§ WHAT TO PRODUCE: This exercise requires an exact copy of each line from the one containing "impl From<WorkflowError> for" down to the last line below.

_ _ _ _ _ _ _

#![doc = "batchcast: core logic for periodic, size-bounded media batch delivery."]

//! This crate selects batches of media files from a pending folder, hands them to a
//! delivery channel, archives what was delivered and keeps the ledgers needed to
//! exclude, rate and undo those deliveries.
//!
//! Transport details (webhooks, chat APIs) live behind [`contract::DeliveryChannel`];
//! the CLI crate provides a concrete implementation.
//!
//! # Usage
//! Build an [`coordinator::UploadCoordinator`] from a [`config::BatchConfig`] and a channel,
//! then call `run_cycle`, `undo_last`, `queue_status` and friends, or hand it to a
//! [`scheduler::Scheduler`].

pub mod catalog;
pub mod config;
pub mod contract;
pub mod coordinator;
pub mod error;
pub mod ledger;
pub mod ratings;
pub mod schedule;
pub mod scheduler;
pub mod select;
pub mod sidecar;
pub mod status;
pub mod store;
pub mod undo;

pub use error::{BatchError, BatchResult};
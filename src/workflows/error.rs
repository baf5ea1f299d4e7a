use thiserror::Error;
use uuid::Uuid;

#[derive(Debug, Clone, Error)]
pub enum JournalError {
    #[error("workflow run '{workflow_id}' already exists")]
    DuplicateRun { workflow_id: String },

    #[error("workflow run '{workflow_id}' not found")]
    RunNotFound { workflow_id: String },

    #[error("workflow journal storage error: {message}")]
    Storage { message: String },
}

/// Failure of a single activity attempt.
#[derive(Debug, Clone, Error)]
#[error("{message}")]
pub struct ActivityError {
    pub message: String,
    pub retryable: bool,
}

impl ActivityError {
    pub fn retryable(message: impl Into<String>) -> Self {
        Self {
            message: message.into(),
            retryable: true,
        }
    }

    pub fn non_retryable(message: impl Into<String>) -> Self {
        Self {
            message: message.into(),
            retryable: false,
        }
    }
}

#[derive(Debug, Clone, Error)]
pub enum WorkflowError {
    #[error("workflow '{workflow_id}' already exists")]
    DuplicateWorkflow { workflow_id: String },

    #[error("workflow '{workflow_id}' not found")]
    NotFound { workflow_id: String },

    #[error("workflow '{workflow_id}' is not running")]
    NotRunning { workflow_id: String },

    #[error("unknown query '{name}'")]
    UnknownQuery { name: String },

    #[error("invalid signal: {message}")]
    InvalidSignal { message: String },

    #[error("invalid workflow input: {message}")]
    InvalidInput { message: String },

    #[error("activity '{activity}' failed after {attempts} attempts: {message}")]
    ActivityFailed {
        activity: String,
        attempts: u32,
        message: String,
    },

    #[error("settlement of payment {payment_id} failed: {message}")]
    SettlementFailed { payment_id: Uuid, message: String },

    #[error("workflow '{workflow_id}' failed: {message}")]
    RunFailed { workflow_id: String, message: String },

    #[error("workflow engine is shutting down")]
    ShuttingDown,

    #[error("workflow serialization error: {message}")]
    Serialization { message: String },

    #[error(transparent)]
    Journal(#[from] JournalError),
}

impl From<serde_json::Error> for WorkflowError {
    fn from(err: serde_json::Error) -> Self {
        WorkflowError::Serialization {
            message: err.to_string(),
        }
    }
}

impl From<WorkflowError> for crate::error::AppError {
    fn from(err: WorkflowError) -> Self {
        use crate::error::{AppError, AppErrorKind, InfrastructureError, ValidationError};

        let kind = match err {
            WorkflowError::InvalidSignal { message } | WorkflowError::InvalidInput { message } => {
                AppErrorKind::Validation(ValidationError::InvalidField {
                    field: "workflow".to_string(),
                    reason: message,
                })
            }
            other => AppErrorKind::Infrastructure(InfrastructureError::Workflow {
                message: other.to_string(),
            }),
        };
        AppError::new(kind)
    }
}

_ _ _ _ _ _ _

§ ANSWER TO THIS TASK:
impl From<WorkflowError> for crate::error::AppError {
    fn from(err: WorkflowError) -> Self {
        use crate::error::{AppError, AppErrorKind, InfrastructureError, ValidationError};

        let kind = match err {
            WorkflowError::InvalidSignal { message } | WorkflowError::InvalidInput { message } => {
                AppErrorKind::Validation(ValidationError::InvalidField {
                    field: "workflow".to_string(),
                    reason: message,
                })
            }
            other => AppErrorKind::Infrastructure(InfrastructureError::Workflow {
                message: other.to_string(),
            }),
        };
        AppError::new(kind)
    }
}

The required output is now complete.